(Collected data entries)
▬▬▬

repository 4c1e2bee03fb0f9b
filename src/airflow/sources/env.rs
use std::collections::BTreeMap;

use anyhow::{Context, Result};
use log::{debug, warn};

use crate::airflow::model::Connection;
use crate::airflow::traits::ConnectionSource;

/// Connections stored in `{prefix}{CONN_ID}` environment variables, either
/// as a URI or as JSON.
#[derive(Debug, Clone)]
pub struct EnvironmentSource {
    prefix: String,
    vars: BTreeMap<String, String>,
}

impl EnvironmentSource {
    /// Snapshot of the current process environment.
    pub fn from_env(prefix: &str) -> Self {
        let vars = std::env::vars_os()
            .filter_map(|(key, value)| Some((key.into_string().ok()?, value.into_string().ok()?)));
        Self::from_vars(prefix, vars)
    }

    pub fn from_vars<I>(prefix: &str, vars: I) -> Self
    where
        I: IntoIterator<Item = (String, String)>,
    {
        let vars: BTreeMap<String, String> = vars
            .into_iter()
            .filter(|(key, _)| key.len() > prefix.len() && key.starts_with(prefix))
            .filter(|(key, _)| {
                // Lookups uppercase the id, so a mixed case name is unreachable
                let suffix = &key[prefix.len()..];
                let upper = suffix.to_uppercase() == suffix;
                if !upper {
                    warn!("Ignoring ${key}: connection variables must be uppercase");
                }
                upper
            })
            .collect();
        debug!("Found {} environment variables with prefix {prefix}", vars.len());
        Self {
            prefix: prefix.to_string(),
            vars,
        }
    }

    pub fn var_name(&self, conn_id: &str) -> String {
        format!("{}{}", self.prefix, conn_id.to_uppercase())
    }
}

impl ConnectionSource for EnvironmentSource {
    fn name(&self) -> &'static str {
        "env"
    }

    fn get_connection(&self, conn_id: &str) -> Result<Option<Connection>> {
        let var_name = self.var_name(conn_id);
        let Some(value) = self.vars.get(&var_name) else {
            return Ok(None);
        };
        debug!("Reading connection {conn_id} from ${var_name}");
        Connection::parse(conn_id, value)
            .map(Some)
            .with_context(|| format!("Connection '{conn_id}' in ${var_name} is invalid"))
    }

    fn connection_ids(&self) -> Vec<String> {
        self.vars
            .keys()
            .map(|key| key[self.prefix.len()..].to_lowercase())
            .collect()
    }
}
use std::path::PathBuf;
use std::sync::LazyLock;

use anyhow::{bail, Result};
use inquire::{required, CustomType, Password, PasswordDisplayMode, Text};
use log::info;
use regex::Regex;
use serde_json::Map;

use super::encode_as;
use super::model::{validate_extra, AddCommand};
use crate::airflow::codec::parse_extra_object;
use crate::airflow::config::ConnrsConfig;
use crate::airflow::model::Connection;

const MAX_CONN_ID_LEN: usize = 250;

static CONN_ID_PATTERN: LazyLock<Regex> = LazyLock::new(|| {
    Regex::new(r"^[\w#!()\-.:/\\]+$").expect("connection id pattern must compile")
});

impl AddCommand {
    pub fn run(&self) -> Result<()> {
        validate_conn_id(&self.conn_id)?;
        let conn = match self.connection_from_args()? {
            Some(conn) => conn,
            None => prompt_connection(&self.conn_id)?,
        };

        let path = self.file.as_ref().map(PathBuf::from);
        let mut config = ConnrsConfig::for_update(path.as_ref())?;
        store_connection(&mut config, &conn, self.overwrite)?;
        config.write_to_file()?;

        println!("✅ Connection {} added successfully!", self.conn_id);
        Ok(())
    }

    /// `None` when no connection flags were given and the user should be prompted.
    fn connection_from_args(&self) -> Result<Option<Connection>> {
        let mut conn = if let Some(uri) = &self.conn_uri {
            Connection::from_uri(&self.conn_id, uri)?
        } else if let Some(json) = &self.conn_json {
            Connection::from_json(&self.conn_id, json)?
        } else if let Some(conn_type) = &self.conn_type {
            Connection {
                host: self.conn_host.clone(),
                login: self.conn_login.clone(),
                password: self.conn_password.clone(),
                port: self.conn_port,
                schema: self.conn_schema.clone(),
                ..Connection::new(&self.conn_id, conn_type)
            }
        } else {
            return Ok(None);
        };

        if let Some(extra) = &self.conn_extra {
            conn.extra = parse_extra_object(extra)?;
        }
        if let Some(description) = &self.conn_description {
            conn.description = Some(description.clone());
        }
        Ok(Some(conn))
    }
}

pub fn validate_conn_id(conn_id: &str) -> Result<()> {
    if conn_id.len() > MAX_CONN_ID_LEN {
        bail!("Connection id is longer than {MAX_CONN_ID_LEN} characters");
    }
    if !CONN_ID_PATTERN.is_match(conn_id) {
        bail!(
            "Connection id '{conn_id}' may only contain letters, digits and the characters _ # ! ( ) - . : / \\"
        );
    }
    Ok(())
}

/// Writes the connection into `[connections]` in the configured form and
/// returns the stored value.
fn store_connection(config: &mut ConnrsConfig, conn: &Connection, overwrite: bool) -> Result<String> {
    if config.connections.contains_key(&conn.conn_id) && !overwrite {
        bail!(
            "A connection with conn_id '{}' already exists. Use --overwrite to replace it",
            conn.conn_id
        );
    }
    let encoded = encode_as(conn, config.default_format)?;
    info!("Storing connection {} as {}", conn.conn_id, config.default_format);
    config
        .connections
        .insert(conn.conn_id.clone(), encoded.clone());
    Ok(encoded)
}

fn prompt_connection(conn_id: &str) -> Result<Connection> {
    println!("\n📝 Enter the details of connection {conn_id}. Leave a field empty to skip it.\n");

    let conn_type = Text::new("connection type")
        .with_placeholder("postgres")
        .with_validator(required!("a connection type is required"))
        .prompt()?;
    let host = skip_empty(Text::new("host").prompt_skippable()?);
    let port = CustomType::<u16>::new("port")
        .with_error_message("Please enter a port between 0 and 65535")
        .prompt_skippable()?;
    let login = skip_empty(Text::new("login").prompt_skippable()?);
    let password = skip_empty(
        Password::new("password")
            .without_confirmation()
            .with_display_mode(PasswordDisplayMode::Masked)
            .prompt_skippable()?,
    );
    let schema = skip_empty(Text::new("schema").prompt_skippable()?);
    let extra = match skip_empty(
        Text::new("extra (JSON object)")
            .with_validator(validate_extra)
            .prompt_skippable()?,
    ) {
        Some(raw) => parse_extra_object(&raw)?,
        None => Map::new(),
    };
    let description = skip_empty(Text::new("description").prompt_skippable()?);

    Ok(Connection {
        conn_id: conn_id.to_string(),
        conn_type: Some(conn_type.trim().to_string()),
        description,
        host,
        login,
        password,
        schema,
        port,
        extra,
    })
}

fn skip_empty(value: Option<String>) -> Option<String> {
    value.filter(|v| !v.trim().is_empty())
}

#[cfg(test)]
mod tests {
    use super::*;
    use crate::airflow::config::OutputFormat;
    use rstest::rstest;

    fn add_command(args: &[&str]) -> AddCommand {
        use clap::Parser;
        AddCommand::try_parse_from(std::iter::once("add").chain(args.iter().copied())).unwrap()
    }

    #[rstest]
    #[case("my_postgres", true)]
    #[case("aws.default:eu-west-1/role", true)]
    #[case("has space", false)]
    #[case("semi;colon", false)]
    #[case("", false)]
    fn conn_id_validation(#[case] conn_id: &str, #[case] valid: bool) {
        assert_eq!(validate_conn_id(conn_id).is_ok(), valid, "{conn_id}");
    }

    #[test]
    fn conn_id_length_limit() {
        assert!(validate_conn_id(&"a".repeat(MAX_CONN_ID_LEN)).is_ok());
        assert!(validate_conn_id(&"a".repeat(MAX_CONN_ID_LEN + 1)).is_err());
    }

    #[test]
    fn builds_from_uri_with_overrides() {
        let cmd = add_command(&[
            "db",
            "--conn-uri",
            "postgres://u:p@h:5432/s?a=1",
            "--conn-extra",
            r#"{"sslmode": "require"}"#,
            "--conn-description",
            "main db",
        ]);
        let conn = cmd.connection_from_args().unwrap().unwrap();
        assert_eq!(conn.conn_id, "db");
        assert_eq!(conn.port, Some(5432));
        assert_eq!(conn.extra.len(), 1);
        assert_eq!(conn.extra["sslmode"], "require");
        assert_eq!(conn.description.as_deref(), Some("main db"));
    }

    #[test]
    fn builds_from_fields() {
        let cmd = add_command(&[
            "api",
            "--conn-type",
            "http",
            "--conn-host",
            "api.example.com",
            "--conn-port",
            "443",
            "--conn-password",
            "t/ken",
        ]);
        let conn = cmd.connection_from_args().unwrap().unwrap();
        assert_eq!(conn.to_uri().unwrap(), "http://:t%2Fken@api.example.com:443");
    }

    #[test]
    fn no_flags_means_prompt() {
        assert!(add_command(&["api"]).connection_from_args().unwrap().is_none());
    }

    #[test]
    fn bad_extra_flag_is_an_error() {
        let cmd = add_command(&["api", "--conn-type", "http", "--conn-extra", "[1]"]);
        assert!(cmd.connection_from_args().is_err());
    }

    #[test]
    fn store_respects_format_and_overwrite() {
        let mut config = ConnrsConfig::default();
        let conn = Connection {
            host: Some("h".to_string()),
            ..Connection::new("api", "http")
        };
        assert_eq!(store_connection(&mut config, &conn, false).unwrap(), "http://h");
        assert!(store_connection(&mut config, &conn, false).is_err());

        config.default_format = OutputFormat::Json;
        let stored = store_connection(&mut config, &conn, true).unwrap();
        assert_eq!(stored, r#"{"conn_type":"http","host":"h"}"#);
        assert_eq!(config.connections["api"], stored);
    }
}
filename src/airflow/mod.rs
pub mod codec;
pub mod config;
pub mod model;
pub mod sources;
pub mod traits;
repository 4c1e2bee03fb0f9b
pub mod conn;
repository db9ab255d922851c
pub mod bench;
pub mod clock;
pub mod registry;
pub mod report;
pub mod runner;
pub mod source;
pub mod utils;

use anyhow::{Context, Result};
use clap::Parser;
use std::io::{self, Write};
use std::time::Duration;

use bench::{BenchConfig, Benchmark};
use registry::{HashAlgorithm, ALGORITHMS};
use report::{BenchmarkResult, ConsoleReporter, Tee};
use source::{RefillMode, BUFFER_SIZE};
use utils::{format_bytes, format_window, Logger};

fn default_algorithm_names() -> Vec<String> {
    ALGORITHMS.iter().map(|algo| algo.label().to_string()).collect()
}

#[derive(Parser, Debug, Clone)]
#[command(author, version, about, long_about = None)]
pub struct Args {
    /// Duration of each benchmark window in milliseconds
    #[arg(long, default_value_t = 3000)]
    pub window_ms: u64,

    /// Size of the source buffer in bytes
    #[arg(long, default_value_t = BUFFER_SIZE)]
    pub buffer_size: usize,

    /// Comma-separated digest algorithms to benchmark, in order
    #[arg(long, value_delimiter = ',', default_values_t = default_algorithm_names())]
    pub algorithms: Vec<String>,

    /// Mutation primitive for the source buffer benchmark
    #[arg(long, value_enum, default_value_t = RefillMode::Byte)]
    pub refill: RefillMode,

    /// Audit log file path
    #[arg(long)]
    pub log: Option<String>,
}

impl Args {
    /// Resolves algorithm names and limits into a typed configuration.
    /// Unknown algorithm names are rejected here, before anything runs.
    pub fn config(&self) -> Result<BenchConfig> {
        let algorithms = self
            .algorithms
            .iter()
            .map(|name| name.trim())
            .filter(|name| !name.is_empty())
            .map(str::parse)
            .collect::<Result<Vec<HashAlgorithm>>>()
            .context("Invalid algorithm selection")?;

        Ok(BenchConfig {
            buffer_size: self.buffer_size,
            window: Duration::from_millis(self.window_ms),
            algorithms,
            refill: self.refill,
        })
    }
}

pub fn run(args: Args) -> Result<()> {
    let stdout = io::stdout();
    let mut out = stdout.lock();
    run_with_output(&args, &mut out)?;
    Ok(())
}

/// Runs every benchmark, writing result lines to `out`.
pub fn run_with_output<W: Write>(args: &Args, out: &mut W) -> Result<Vec<BenchmarkResult>> {
    let config = args.config()?;
    let mut bench = Benchmark::new(&config)?;

    let Some(log_path) = &args.log else {
        return bench.run_all(&mut ConsoleReporter::new(out));
    };
    let logger = Logger::new(log_path);

    let names: Vec<&str> = config.algorithms.iter().map(|algo| algo.label()).collect();
    logger.log(&format!(
        "Starting benchmark: buffer {}, window {}s, refill {:?}, algorithms [{}]",
        format_bytes(config.buffer_size as u64),
        format_window(config.window),
        config.refill,
        names.join(", ")
    ))?;

    let mut reporter = Tee(ConsoleReporter::new(out), logger);
    let results = bench.run_all(&mut reporter)?;
    let Tee(_, logger) = reporter;

    for (algo, digest) in bench.sample_digests() {
        logger.log(&format!("Sample digest {}: {}", algo, digest))?;
    }
    logger.log("Benchmark completed.")?;

    Ok(results)
}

▬▬▬

Problem statement ->
Every line of the records that includes the word "model" should be gathered.

Result of this task ->
use crate::airflow::model::Connection;
use super::model::{validate_extra, AddCommand};
use crate::airflow::model::Connection;
pub mod model;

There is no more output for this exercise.